How to Respond When the Prosecution Makes a Last-Minute Change in the Charges or Witnesses Against You in Your Florida Trial

social-image-logo-og-300x300Many people have heard about the protections the Constitution provides for people standing trial for alleged crimes. These include the right to a jury trial, the right to counsel and the right confront witnesses, among others. All of these are based on a more fundamental foundation of the American criminal legal system: the right to a fair trial. That fundamental foundation establishes several things that the prosecution cannot do as they try to convict you. Of course, one of the most critical ways to even the playing field is to exercise your right to counsel and arm yourself with representation from a skilled Tampa Bay criminal defense attorney.

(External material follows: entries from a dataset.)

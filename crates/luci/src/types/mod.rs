//! Per-tag method tables for the builtin types.
//!
//! Member access on a builtin value resolves against the table for its
//! tag and yields a bound function carrying the receiver. Methods
//! validate their own receiver tag and argument count.

pub mod array;
pub mod dictionary;
pub mod error;
pub mod io;
pub mod set;
pub mod string;
pub mod thread;

use std::collections::HashMap;
use std::rc::Rc;
use std::sync::Arc;

use indexmap::IndexMap;

use crate::ast::TypeExpression;
use crate::errors::{ErrorObj, EvalResult, Flow};
use crate::evaluator::Evaluator;
use crate::object::{ObjectRef, PropertySlot, Tag};
use crate::token::Token;
use crate::typing::make_function_type;

pub type TypeMethodFn =
    fn(&mut Evaluator<'_>, &ObjectRef, Vec<ObjectRef>, &Token) -> EvalResult;

pub struct TypeMethodDef {
    pub name: &'static str,
    pub func: TypeMethodFn,
    /// Declared method signature, used for inference and `type_str`.
    pub declared_type: Arc<TypeExpression>,
}

/// Method and property tables of one builtin tag.
#[derive(Default)]
pub struct TypeTable {
    pub functions: IndexMap<&'static str, Rc<TypeMethodDef>, ahash::RandomState>,
    pub properties: IndexMap<&'static str, PropertySlot, ahash::RandomState>,
}

impl TypeTable {
    pub fn method(
        &mut self,
        name: &'static str,
        argument_types: &str,
        return_type: &str,
        func: TypeMethodFn,
    ) {
        self.functions.insert(
            name,
            Rc::new(TypeMethodDef {
                name,
                func,
                declared_type: make_function_type(argument_types, return_type),
            }),
        );
    }
}

/// Builds the tag → method-table registry.
#[must_use]
pub fn build_type_tables() -> HashMap<Tag, TypeTable> {
    let mut tables = HashMap::new();
    tables.insert(Tag::Array, array::table());
    tables.insert(Tag::ArrayDouble, array::table());
    tables.insert(Tag::ArrayComplex, array::table());
    tables.insert(Tag::Dictionary, dictionary::table());
    tables.insert(Tag::Set, set::table());
    tables.insert(Tag::String, string::table());
    tables.insert(Tag::Error, error::table());
    tables.insert(Tag::IOObject, io::table());
    tables.insert(Tag::Thread, thread::table());
    tables
}

/// Shared receiver/argument validation for the method implementations.
pub(crate) fn expect_method_args(
    name: &str,
    values: &[ObjectRef],
    allowed: &[usize],
) -> Result<(), Flow> {
    if allowed.contains(&values.len()) {
        return Ok(());
    }
    let rendered: Vec<String> = allowed.iter().map(ToString::to_string).collect();
    Err(Flow::Error(ErrorObj::type_err(format!(
        "{name}: expected {} arguments, got {}",
        rendered.join(","),
        values.len()
    ))))
}

pub(crate) fn wrong_receiver(name: &str, expected: &str, receiver: &ObjectRef) -> Flow {
    Flow::Error(ErrorObj::type_err(format!(
        "{name}: expected {expected}, got {}",
        receiver.borrow().tag()
    )))
}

Unfairness in a criminal trial can happen in a lot of different ways. Look at this recent Sarasota case as an example. C.T. was on trial in Sarasota for a burglary charge and two sex crime charges. Those charges all stemmed from an incident where C.T. and a homeless friend entered the home of one of C.T.’s cousins to sleep at the home. The pair allegedly entered the home in the middle of the night uninvited by opening a door secured by a broken lock.

Just seven days before C.T.’s trial was supposed to start, the prosecution changed the list of charges it would pursue. Two days later, the state provided notice that it was amending its witness list – by adding three additional law enforcement officers who were going to testify about the alleged burglary. C.T. asked the judge to postpone the trial, arguing that he needed extra time to address these changes in the charges and these newly added witnesses. The judge denied the request and C.T. was convicted on the burglary charge.

You are entitled to ‘reasonable time’ to prepare your defense

That conviction, however, was later overturned by the appeals court, which ordered a new trial. Florida law is very clear that, as a matter of fairness and due process, criminal “defendants and counsel are entitled to a reasonable time to prepare for trial.” More specifically, this “reasonable time” must be a long enough period that it gives defense counsel “a reasonable opportunity to investigate and prepare any applicable defenses.”

If a defendant, or a defendant’s attorney, is not given a reasonably sufficient period of time to investigate the charges the state is alleging, to investigate the witnesses the state plans to use and to prepare their defense, then that is a denial of the constitutional right to due process of law.

When the state added a new charge against C.T. just seven days before trial, it created a serious challenge for the defendant and seven days was not a reasonable length of time to respond. Under the new charges that the state asserted, C.T. potentially could have used, as a defense, an argument that he was not an intruder but was an invited guest. However, the brief seven-day window was not enough time to allow C.T. to conduct the necessary discovery to develop that affirmative defense. By proving that he had a potential defense that he was effectively prevented from pursuing by the state’s last-minute shift and the trial court’s denial of a continuance, C.T. had proof that he did not receive due process and that he was entitled to a new and more fair trial.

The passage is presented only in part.